= The input =
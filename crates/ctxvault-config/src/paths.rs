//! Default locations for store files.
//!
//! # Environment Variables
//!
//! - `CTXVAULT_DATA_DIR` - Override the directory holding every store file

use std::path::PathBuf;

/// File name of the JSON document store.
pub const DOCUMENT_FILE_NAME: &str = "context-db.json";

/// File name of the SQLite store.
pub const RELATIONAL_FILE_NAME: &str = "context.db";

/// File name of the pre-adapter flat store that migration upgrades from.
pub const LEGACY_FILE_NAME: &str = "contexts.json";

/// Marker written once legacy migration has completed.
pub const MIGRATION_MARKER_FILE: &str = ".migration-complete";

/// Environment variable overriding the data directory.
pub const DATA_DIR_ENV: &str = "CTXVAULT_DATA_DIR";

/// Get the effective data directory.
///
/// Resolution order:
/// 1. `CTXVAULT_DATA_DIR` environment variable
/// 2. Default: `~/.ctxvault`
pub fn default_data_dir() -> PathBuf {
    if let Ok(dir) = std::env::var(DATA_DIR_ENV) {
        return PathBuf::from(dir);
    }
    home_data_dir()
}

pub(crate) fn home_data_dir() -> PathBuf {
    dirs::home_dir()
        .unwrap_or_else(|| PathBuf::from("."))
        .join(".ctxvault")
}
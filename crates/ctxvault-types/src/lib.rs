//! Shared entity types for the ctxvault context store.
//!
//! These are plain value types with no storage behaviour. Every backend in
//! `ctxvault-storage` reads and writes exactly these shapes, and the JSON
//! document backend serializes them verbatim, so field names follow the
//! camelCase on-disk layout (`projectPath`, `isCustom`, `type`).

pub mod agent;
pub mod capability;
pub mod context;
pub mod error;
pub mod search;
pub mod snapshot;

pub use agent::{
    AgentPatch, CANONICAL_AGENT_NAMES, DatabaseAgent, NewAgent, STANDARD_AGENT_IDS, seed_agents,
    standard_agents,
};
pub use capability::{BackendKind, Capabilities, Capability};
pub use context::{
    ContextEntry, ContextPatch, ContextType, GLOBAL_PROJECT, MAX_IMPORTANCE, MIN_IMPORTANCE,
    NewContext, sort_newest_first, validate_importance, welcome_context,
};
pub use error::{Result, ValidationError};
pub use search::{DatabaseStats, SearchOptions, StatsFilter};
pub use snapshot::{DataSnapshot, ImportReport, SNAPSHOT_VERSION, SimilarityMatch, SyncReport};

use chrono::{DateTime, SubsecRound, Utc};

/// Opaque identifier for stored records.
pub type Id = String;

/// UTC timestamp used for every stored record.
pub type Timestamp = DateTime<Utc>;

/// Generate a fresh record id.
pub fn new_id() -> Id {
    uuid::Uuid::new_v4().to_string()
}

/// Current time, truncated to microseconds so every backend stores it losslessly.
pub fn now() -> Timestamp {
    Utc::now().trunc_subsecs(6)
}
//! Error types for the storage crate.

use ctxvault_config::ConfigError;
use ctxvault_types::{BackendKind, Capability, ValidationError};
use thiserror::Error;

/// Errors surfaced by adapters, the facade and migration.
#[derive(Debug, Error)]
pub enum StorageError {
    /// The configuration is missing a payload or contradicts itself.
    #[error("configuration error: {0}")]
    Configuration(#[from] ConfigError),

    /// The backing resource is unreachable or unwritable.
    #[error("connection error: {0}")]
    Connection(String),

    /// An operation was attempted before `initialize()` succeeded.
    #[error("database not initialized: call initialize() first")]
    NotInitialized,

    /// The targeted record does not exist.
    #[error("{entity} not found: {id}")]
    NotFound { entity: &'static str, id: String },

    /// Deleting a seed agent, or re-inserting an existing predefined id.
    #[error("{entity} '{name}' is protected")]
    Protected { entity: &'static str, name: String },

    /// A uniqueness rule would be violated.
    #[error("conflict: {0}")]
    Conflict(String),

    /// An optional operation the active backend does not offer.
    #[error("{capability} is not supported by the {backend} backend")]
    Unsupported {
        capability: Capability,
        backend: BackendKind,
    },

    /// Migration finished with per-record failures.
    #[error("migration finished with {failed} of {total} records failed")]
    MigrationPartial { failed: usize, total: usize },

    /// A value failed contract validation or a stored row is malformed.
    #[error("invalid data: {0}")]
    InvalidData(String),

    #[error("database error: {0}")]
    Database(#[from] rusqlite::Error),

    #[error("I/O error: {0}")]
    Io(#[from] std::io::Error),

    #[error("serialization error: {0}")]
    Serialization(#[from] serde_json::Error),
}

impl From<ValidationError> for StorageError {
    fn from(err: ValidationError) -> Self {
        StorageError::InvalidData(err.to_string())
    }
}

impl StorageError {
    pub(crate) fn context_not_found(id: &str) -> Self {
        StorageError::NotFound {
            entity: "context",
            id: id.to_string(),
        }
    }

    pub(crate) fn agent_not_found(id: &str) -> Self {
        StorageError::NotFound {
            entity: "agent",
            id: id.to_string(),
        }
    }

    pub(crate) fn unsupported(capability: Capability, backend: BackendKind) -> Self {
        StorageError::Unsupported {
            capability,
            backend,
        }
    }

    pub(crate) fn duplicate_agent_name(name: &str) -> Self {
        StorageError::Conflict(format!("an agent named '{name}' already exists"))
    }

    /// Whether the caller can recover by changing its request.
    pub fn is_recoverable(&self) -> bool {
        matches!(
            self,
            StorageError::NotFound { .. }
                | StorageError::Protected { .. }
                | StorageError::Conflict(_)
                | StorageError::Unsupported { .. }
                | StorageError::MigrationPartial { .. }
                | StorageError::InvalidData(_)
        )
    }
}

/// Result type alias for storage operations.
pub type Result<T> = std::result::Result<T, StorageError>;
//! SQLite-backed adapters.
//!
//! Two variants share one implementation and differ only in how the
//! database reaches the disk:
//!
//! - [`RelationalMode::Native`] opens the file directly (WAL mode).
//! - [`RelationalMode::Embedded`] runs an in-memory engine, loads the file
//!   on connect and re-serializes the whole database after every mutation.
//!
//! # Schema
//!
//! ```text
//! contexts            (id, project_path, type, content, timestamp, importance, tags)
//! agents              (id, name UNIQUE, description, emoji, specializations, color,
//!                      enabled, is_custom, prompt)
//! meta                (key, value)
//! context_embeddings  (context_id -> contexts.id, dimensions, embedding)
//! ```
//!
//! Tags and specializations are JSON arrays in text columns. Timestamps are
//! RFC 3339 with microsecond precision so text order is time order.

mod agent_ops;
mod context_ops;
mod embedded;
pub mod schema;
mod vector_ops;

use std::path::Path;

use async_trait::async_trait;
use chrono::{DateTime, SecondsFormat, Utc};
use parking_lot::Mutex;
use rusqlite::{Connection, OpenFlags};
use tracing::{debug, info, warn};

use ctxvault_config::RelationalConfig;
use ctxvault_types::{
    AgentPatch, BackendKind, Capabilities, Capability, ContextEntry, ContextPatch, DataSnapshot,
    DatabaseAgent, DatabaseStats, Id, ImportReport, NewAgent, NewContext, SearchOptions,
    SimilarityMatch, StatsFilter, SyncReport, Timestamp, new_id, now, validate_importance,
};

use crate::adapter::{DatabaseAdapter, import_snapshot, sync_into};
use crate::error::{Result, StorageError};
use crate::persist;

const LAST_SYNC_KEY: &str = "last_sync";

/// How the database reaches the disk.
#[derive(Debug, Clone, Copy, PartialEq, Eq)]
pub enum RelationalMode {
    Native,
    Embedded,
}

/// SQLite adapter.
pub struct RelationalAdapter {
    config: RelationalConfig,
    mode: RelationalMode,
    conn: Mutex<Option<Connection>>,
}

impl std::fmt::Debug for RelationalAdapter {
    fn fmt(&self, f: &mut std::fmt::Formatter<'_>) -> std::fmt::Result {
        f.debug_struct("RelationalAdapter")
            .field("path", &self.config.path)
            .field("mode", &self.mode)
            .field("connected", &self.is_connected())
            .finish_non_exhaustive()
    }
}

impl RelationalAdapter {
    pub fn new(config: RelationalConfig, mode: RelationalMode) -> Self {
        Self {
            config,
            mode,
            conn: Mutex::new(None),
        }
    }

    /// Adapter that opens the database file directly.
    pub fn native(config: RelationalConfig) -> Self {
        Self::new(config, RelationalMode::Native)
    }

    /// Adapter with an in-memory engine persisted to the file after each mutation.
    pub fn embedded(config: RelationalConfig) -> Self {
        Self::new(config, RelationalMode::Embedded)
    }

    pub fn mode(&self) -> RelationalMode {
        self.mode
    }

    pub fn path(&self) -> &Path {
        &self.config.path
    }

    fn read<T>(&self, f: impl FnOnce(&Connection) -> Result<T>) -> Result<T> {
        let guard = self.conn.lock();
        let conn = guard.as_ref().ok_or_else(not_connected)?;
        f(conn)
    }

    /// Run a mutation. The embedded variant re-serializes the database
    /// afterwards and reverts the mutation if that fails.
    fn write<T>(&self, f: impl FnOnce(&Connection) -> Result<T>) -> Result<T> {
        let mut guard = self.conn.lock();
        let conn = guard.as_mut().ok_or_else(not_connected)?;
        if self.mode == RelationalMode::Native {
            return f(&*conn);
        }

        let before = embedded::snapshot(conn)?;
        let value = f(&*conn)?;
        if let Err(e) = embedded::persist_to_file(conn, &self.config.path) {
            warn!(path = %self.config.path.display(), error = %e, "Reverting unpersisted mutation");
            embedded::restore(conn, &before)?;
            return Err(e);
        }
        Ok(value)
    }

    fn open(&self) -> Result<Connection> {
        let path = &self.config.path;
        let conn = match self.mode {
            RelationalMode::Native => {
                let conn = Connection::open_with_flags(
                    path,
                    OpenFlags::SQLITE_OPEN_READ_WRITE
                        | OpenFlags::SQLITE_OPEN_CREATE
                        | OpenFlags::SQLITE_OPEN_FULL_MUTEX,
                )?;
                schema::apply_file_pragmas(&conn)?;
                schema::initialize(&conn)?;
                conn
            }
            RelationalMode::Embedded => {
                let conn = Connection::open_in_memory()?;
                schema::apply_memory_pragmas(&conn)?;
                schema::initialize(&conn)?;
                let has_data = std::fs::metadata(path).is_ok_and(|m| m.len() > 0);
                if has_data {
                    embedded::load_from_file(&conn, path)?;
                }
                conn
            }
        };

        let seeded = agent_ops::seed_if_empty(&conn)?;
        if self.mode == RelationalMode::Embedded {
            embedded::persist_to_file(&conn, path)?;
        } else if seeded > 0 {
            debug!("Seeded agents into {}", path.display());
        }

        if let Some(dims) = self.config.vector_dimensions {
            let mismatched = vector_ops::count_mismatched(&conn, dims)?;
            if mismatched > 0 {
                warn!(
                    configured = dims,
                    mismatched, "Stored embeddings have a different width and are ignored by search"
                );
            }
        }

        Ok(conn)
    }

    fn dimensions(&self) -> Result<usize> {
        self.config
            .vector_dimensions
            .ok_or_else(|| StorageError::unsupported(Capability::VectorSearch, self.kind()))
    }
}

= Exercise requirements =
Whenever a line in the entries holds the word "InvalidData", copy that line.

= Solution for this task =
    InvalidData(String),
        StorageError::InvalidData(err.to_string())
                | StorageError::InvalidData(_)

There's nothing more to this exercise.